Authors: Ordonez Aquino, Benny; Mahaffee, Walter; Cadle Davidson, Lance; Dashner, Zachary; WALKER, ANDY - University Of California, Davis; Riaz, Summaira

Submitted to: American Journal of Enology and Viticulture
Publication Type: Abstract Only
Publication Acceptance Date: 3/27/2025
Publication Date: 6/1/2025
Citation: Ordonez Aquino, B.J., Mahaffee, W.F., Cadle Davidson, L.E., Dashner, Z.S., Walker, A., Riaz, S. 2025. Global genetic diversity and population structure of grapevine powdery mildew. American Journal of Enology and Viticulture. Presented at the American society of Enology and Viticulture, June 16-19, 2025, Monterey, CA.

Interpretive Summary:

Technical Abstract: Grapevine powdery mildew (PM), caused by Erysiphe necator, is one of the most destructive diseases in viticulture, threatening global wine, table, and raisin grape production. While previous studies provide regional and global assessments of its genetic diversity, key questions remain about its population structure, introduction history, and adaptation across viticulture regions. This study expands on prior work with a more comprehensive dataset of 410 samples from North and South America, Europe and Australia, leveraging 20 microsatellite markers to refine our understanding of PM diversity at global level. Our findings verified a distinct genetic separation between Eastern and Western USA, reinforcing the hypothesis of an Eastern North American origin. We also uncover higher genetic diversity in California and Oregon than previously reported, suggesting multiple introduction events or increased recombination within Western USA. Furthermore, we provide the first genetic characterization of Australian E. necator populations, identifying a unique cluster shaped by long-term isolation and distinct introduction history.

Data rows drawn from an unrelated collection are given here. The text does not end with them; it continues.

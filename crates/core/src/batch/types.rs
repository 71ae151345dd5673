//! Types for the batch module.

use serde::Serialize;
use std::path::PathBuf;

/// One successfully converted file.
#[derive(Debug, Clone, PartialEq, Eq, Hash, Serialize)]
pub struct OutputRecord {
    /// The input the record was produced from.
    pub input: PathBuf,
    /// The converted file.
    pub path: PathBuf,
    /// Size of the converted file in bytes (always non-zero).
    pub size_bytes: u64,
}

/// All outputs of a fully successful batch run.
///
/// Records are in completion order, not input order.
#[derive(Debug, Clone, Default, PartialEq, Eq, Serialize)]
pub struct BatchResult {
    records: Vec<OutputRecord>,
}

impl BatchResult {
    pub(crate) fn new(records: Vec<OutputRecord>) -> Self {
        Self { records }
    }

    pub fn records(&self) -> &[OutputRecord] {
        &self.records
    }

    pub fn into_records(self) -> Vec<OutputRecord> {
        self.records
    }

    pub fn len(&self) -> usize {
        self.records.len()
    }

    pub fn is_empty(&self) -> bool {
        self.records.is_empty()
    }

    /// Sum of all output sizes.
    pub fn total_bytes(&self) -> u64 {
        self.records.iter().map(|r| r.size_bytes).sum()
    }

    /// Records ordered by output path, for display and deterministic tests.
    pub fn sorted_by_path(&self) -> Vec<&OutputRecord> {
        let mut sorted: Vec<&OutputRecord> = self.records.iter().collect();
        sorted.sort_by(|a, b| a.path.cmp(&b.path));
        sorted
    }
}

Our results suggest that evolving E. necator populations may impact the effectiveness of disease management strategies, particularly changing environment and fungicide selection pressure. This study enhances our understanding of E. necator population dynamics, providing valuable insights for the development of region-specific disease control strategies and sustainable viticultural practices.